FIGURE 2.

FcRn expression in response to CpG or LPS stimulation. Densitometric intensity analyses of the RT-PCR experiments were conducted. The ratios of FcRn to GAPDH are shown. Similar results were seen in three independent experiments for each condition. A, THP-1 cells were stimulated with 4 μg/ml CpG or mutant GpC for 60 and 120 min. A representative sample for RT-PCR analysis using total RNA extracted from the cells was shown for FcRn and GAPDH. B, Western blot analysis of FcRn expression.
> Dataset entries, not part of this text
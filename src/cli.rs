use clap::Parser;
use serde_json::Value;
use std::path::PathBuf;

use crate::domain::LengthRange;

/// Schema-driven generator of realistic JSON fixtures
#[derive(Parser, Debug, Clone)]
#[command(name = "proteus", version, about, long_about = None)]
pub struct Cli {
    /// Schema document (JSON, or YAML for .yaml/.yml files)
    #[arg(short, long, env = "PROTEUS_SCHEMA", required_unless_present = "list_generators")]
    pub schema: Option<PathBuf>,

    /// JSON pointer of the schema inside the document
    #[arg(short, long, default_value = "#")]
    pub pointer: String,

    /// Path to the configuration file
    #[arg(short, long, env = "PROTEUS_CONFIG", default_value = "proteus.toml")]
    pub config: PathBuf,

    /// Seed for reproducible output
    #[arg(long)]
    pub seed: Option<u64>,

    /// Maximum expansion depth for self-referencing schemas
    #[arg(long)]
    pub max_depth: Option<usize>,

    /// Ignore `example` and `default` values in the schema
    #[arg(long, num_args = 0..=1, default_missing_value = "true")]
    pub bypass_examples: Option<bool>,

    /// Number of values to generate; more than one prints an array
    #[arg(short = 'n', long)]
    pub count: Option<usize>,

    /// Pretty-print the output
    #[arg(long, num_args = 0..=1, default_missing_value = "true")]
    pub pretty: Option<bool>,

    /// Fixed value at a path, e.g. `user.name="Ada"` or `items.0.qty=3`
    #[arg(long = "set", value_name = "PATH=VALUE", value_parser = parse_override)]
    pub overrides: Vec<(String, Value)>,

    /// Array length at a path or property name, e.g. `users=2..4` or `users[*].tags=1`
    #[arg(long = "array-length", value_name = "PATH=MIN..MAX", value_parser = parse_array_length)]
    pub array_lengths: Vec<(String, LengthRange)>,

    /// Print the available named generators and exit
    #[arg(long)]
    pub list_generators: bool,
}

/// `path=value`; the value is read as JSON and falls back to a plain string.
pub fn parse_override(raw: &str) -> Result<(String, Value), String> {
    let (path, value) = raw
        .split_once('=')
        .ok_or_else(|| format!("expected PATH=VALUE, got '{}'", raw))?;
    if path.is_empty() {
        return Err(format!("missing path in '{}'", raw));
    }
    let value = serde_json::from_str(value).unwrap_or_else(|_| Value::String(value.to_string()));
    Ok((path.to_string(), value))
}

/// `path=min..max` or `path=n`.
pub fn parse_array_length(raw: &str) -> Result<(String, LengthRange), String> {
    let (path, range) = raw
        .split_once('=')
        .ok_or_else(|| format!("expected PATH=MIN..MAX, got '{}'", raw))?;
    if path.is_empty() {
        return Err(format!("missing path in '{}'", raw));
    }

    let parse = |s: &str| {
        s.trim()
            .parse::<usize>()
            .map_err(|_| format!("invalid length '{}' in '{}'", s, raw))
    };
    let bounds = match range.split_once("..") {
        Some((min, max)) => (parse(min)?, parse(max.trim_start_matches('='))?),
        None => {
            let n = parse(range)?;
            (n, n)
        }
    };
    Ok((path.to_string(), bounds))
}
The cell lysates (10 μg) from HeLa (lane 1), HeLa-FcRn (lane 2), and CpG-stimulated THP-1 (lanes 3–5) were subjected to electrophoresis with 12% SDS-polyacrylamide gels under a reducing condition and transferred to nitrocellulose membrane. Immunoblotting was performed with affinity-purified rabbit anti-FcRn Ab (top) or β-actin (bottom) and a HRP-conjugated secondary Ab with development by ECL. The ratio of the mock group is assigned a value of 1.0, and the values from other groups are normalized to this value. The ratios of FcRn to β-actin are shown as indicated. C, THP-1 cells were pretreated with PMA and 1,25-dihydroxy vitamin D₃ for 6 days and then stimulated with 1 μg/ml LPS for the indicated time. A representative sample for RT-PCR analysis using total RNA extracted from the cells is shown for FcRn and GAPDH. D, Quantitative real-time RT-PCR analysis of FcRn mRNA from freshly isolated human monocytes treated with LPS (1 μg/ml) for the indicated times or left untreated. Data are mean ± SD of three independent experiments. *, p < 0.05.